═══ Dataset ═══

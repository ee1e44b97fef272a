//! An arbitrary-precision decimal type, in the spirit of Java's `BigDecimal` or Python's
//! `decimal`: a number is a signed integer **coefficient** scaled by a power of ten.
//!
//! ```text
//! value = coefficient × 10 ^ exponent
//! ```
//!
//! The type itself never rounds: `+`, `-`, `*` and negation are exact, and may grow the
//! coefficient without bound. Rounding only ever happens through a [`DecimalContext`], which
//! carries a number of significant digits and a [`Rounding`] mode, and which is also the only
//! way to divide (a quotient such as `1 / 3` has no finite decimal expansion).
//!
//! Equality and ordering are by *value*: `1.0` and `1.000` compare equal even though their
//! coefficients and exponents differ. Use [`Decimal::coefficient`] and [`Decimal::exponent`] if
//! the representation matters.
//!
//! Exponents are `i64`. Parsing only accepts exponents up to [`Decimal::MAX_EXPONENT`] in
//! magnitude; an operation whose result exponent would leave the `i64` range panics, like
//! overflowing primitive arithmetic.

use malachite::{Integer, Natural};
use malachite::base::num::arithmetic::traits::{DivMod, Pow, UnsignedAbs};
use malachite::base::num::basic::traits::{One, Zero};
use malachite::base::num::logic::traits::SignificantBits;

use core::cmp::Ordering;

/// A decimal number `coefficient × 10^exponent`, of arbitrary precision.
///
/// ```
/// # use fp_precision::Decimal;
/// let a: Decimal = "0.1".parse().unwrap();
/// let b: Decimal = "0.2".parse().unwrap();
/// assert_eq!(a + b, "0.3".parse().unwrap());
/// ```
#[derive(Clone)]
pub struct Decimal {
  coefficient: Integer,
  exponent: i64,
}

/// Rounding modes for decimal arithmetic.
///
/// All modes look at the *magnitude* of the digits being discarded; the sign of the number only
/// matters for [`Rounding::Ceiling`] and [`Rounding::Floor`].
///
/// Note that this is deliberately a separate knob from the rounding used when encoding a value as
/// an IEEE754 binary32 ([`crate::F32Bits`]), which is always round-to-nearest, ties-to-even.
#[derive(Clone, Copy, Debug)]
#[derive(PartialEq, Eq, Hash)]
pub enum Rounding {
  /// Round to nearest; ties away from zero (`2.5 → 3`, `-2.5 → -3`).
  HalfUp,
  /// Round to nearest; ties to the even neighbour (`2.5 → 2`, `3.5 → 4`).
  HalfEven,
  /// Round to nearest; ties towards zero (`2.5 → 2`, `-2.5 → -2`).
  HalfDown,
  /// Away from zero.
  Up,
  /// Towards zero (truncation).
  Down,
  /// Towards +∞.
  Ceiling,
  /// Towards -∞.
  Floor,
}

impl Decimal {
  /// Zero (`0`).
  pub const ZERO: Self = Self { coefficient: Integer::ZERO, exponent: 0 };

  /// One (`1`).
  pub const ONE: Self = Self { coefficient: Integer::ONE, exponent: 0 };

  /// The largest exponent magnitude [`FromStr`](core::str::FromStr) accepts (the scale range of
  /// Java's `BigDecimal`, give or take one).
  pub const MAX_EXPONENT: i64 = 999_999_999;

  /// The number `coefficient × 10^exponent`.
  ///
  /// ```
  /// # use fp_precision::Decimal;
  /// assert_eq!(Decimal::new(314, -2).to_string(), "3.14");
  /// assert_eq!(Decimal::new(-7, 3).to_string(), "-7000");
  /// ```
  pub fn new(coefficient: impl Into<Integer>, exponent: i64) -> Self {
    Self { coefficient: coefficient.into(), exponent }
  }

  /// The signed integer coefficient.
  pub fn coefficient(&self) -> &Integer {
    &self.coefficient
  }

  /// The power of ten the coefficient is scaled by.
  pub fn exponent(&self) -> i64 {
    self.exponent
  }

  pub fn is_zero(&self) -> bool {
    self.coefficient == Integer::ZERO
  }

  pub fn is_negative(&self) -> bool {
    self.coefficient < Integer::ZERO
  }

  /// The absolute value.
  pub fn abs(&self) -> Self {
    Self::from_parts(false, (&self.coefficient).unsigned_abs(), self.exponent)
  }

  /// Number of decimal digits in the coefficient (0 for a zero coefficient). For a normalised
  /// value this is the number of significant digits.
  pub fn digits(&self) -> u64 {
    decimal_digits(&(&self.coefficient).unsigned_abs())
  }

  /// The power of ten just above the leading digit: `10^(p-1) ≤ |self| < 10^p`. Meaningless
  /// for zero.
  pub(crate) fn leading_position(&self) -> i128 {
    i128::from(self.exponent) + i128::from(self.digits())
  }

  /// The same value with trailing zeros stripped from the coefficient, i.e. the representation
  /// with the smallest coefficient. Zero normalises to `0 × 10^0`.
  ///
  /// ```
  /// # use fp_precision::Decimal;
  /// let x = Decimal::new(12300, -4).normalized();
  /// assert_eq!(x.exponent(), -2);
  /// assert_eq!(x.to_string(), "1.23");
  /// ```
  pub fn normalized(&self) -> Self {
    if self.is_zero() {
      return Self::ZERO
    }
    let (negative, mut magnitude) = self.sign_and_magnitude();
    let mut exponent = self.exponent;
    let ten = Natural::from(10u32);
    loop {
      let (quotient, remainder) = (&magnitude).div_mod(&ten);
      if remainder != Natural::ZERO { break }
      magnitude = quotient;
      exponent = add_exponents(exponent, 1);
    }
    Self::from_parts(negative, magnitude, exponent)
  }

  /// Split into sign (`true` if negative) and magnitude of the coefficient.
  pub(crate) fn sign_and_magnitude(&self) -> (bool, Natural) {
    (self.is_negative(), (&self.coefficient).unsigned_abs())
  }

  /// As [`Self::sign_and_magnitude`], consuming `self`.
  pub(crate) fn into_sign_and_magnitude(self) -> (bool, Natural) {
    let negative = self.is_negative();
    (negative, self.coefficient.unsigned_abs())
  }

  /// Inverse of [`Self::into_sign_and_magnitude`].
  pub(crate) fn from_parts(negative: bool, magnitude: Natural, exponent: i64) -> Self {
    let coefficient = Integer::from(magnitude);
    let coefficient = if negative { -coefficient } else { coefficient };
    Self { coefficient, exponent }
  }
}

impl PartialEq for Decimal {
  fn eq(&self, other: &Self) -> bool {
    self.cmp(other) == Ordering::Equal
  }
}

impl Eq for Decimal {}

impl PartialOrd for Decimal {
  fn partial_cmp(&self, other: &Self) -> Option<Ordering> {
    Some(self.cmp(other))
  }
}

impl Ord for Decimal {
  fn cmp(&self, other: &Self) -> Ordering {
    if self.exponent == other.exponent {
      return self.coefficient.cmp(&other.coefficient)
    }
    let signum = |x: &Decimal| x.coefficient.cmp(&Integer::ZERO);
    match signum(self).cmp(&signum(other)) {
      Ordering::Equal if self.is_zero() => return Ordering::Equal,
      Ordering::Equal => {}
      by_sign => return by_sign,
    }
    // Same sign: magnitudes only need scaling when the leading digits line up
    match self.leading_position().cmp(&other.leading_position()) {
      Ordering::Equal => {
        let (a, b, _) = ops::align(self, other);
        a.cmp(&b)
      }
      by_magnitude if self.is_negative() => by_magnitude.reverse(),
      by_magnitude => by_magnitude,
    }
  }
}

/// An exponent computed in a wider type, back in range.
///
/// # Panics
///
/// If `exponent` doesn't fit in an `i64`.
pub(crate) fn narrow_exponent(exponent: i128) -> i64 {
  i64::try_from(exponent).unwrap_or_else(|_| panic!("decimal exponent overflow"))
}

/// `a + b` for exponents; panics as [`narrow_exponent`] does.
pub(crate) fn add_exponents(a: i64, b: i64) -> i64 {
  narrow_exponent(i128::from(a) + i128::from(b))
}

/// `10 ^ k`.
pub(crate) fn pow10(k: u64) -> Natural {
  Natural::from(10u32).pow(k)
}

/// Number of decimal digits of `n`; 0 for `n = 0`.
pub(crate) fn decimal_digits(n: &Natural) -> u64 {
  if *n == Natural::ZERO {
    return 0
  }
  // 2^(bits-1) ≤ n < 2^bits, so log10(n) lies in an interval of width log10(2) < 1, and the
  // digit count is one of two consecutive candidates.
  let bits = n.significant_bits();
  let low = ((bits - 1) as f64 * core::f64::consts::LOG10_2) as u64 + 1;
  if *n >= pow10(low) { low + 1 } else { low }
}

/// Arithmetic (exact `+`, `-`, `*`, negation)
mod ops;

/// Rounded arithmetic under a precision and rounding mode
mod context;

/// Conversions from/to integers, rationals and floats
mod convert;

/// Parsing and printing
mod fmt;

pub use context::DecimalContext;
pub use fmt::{ParseDecimalError, ParseRoundingError};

═══

- To do
Using the records above, copy each line that contains "traits".

- Response box
use malachite::base::num::arithmetic::traits::{DivMod, Pow, UnsignedAbs};
use malachite::base::num::basic::traits::{One, Zero};
use malachite::base::num::logic::traits::SignificantBits;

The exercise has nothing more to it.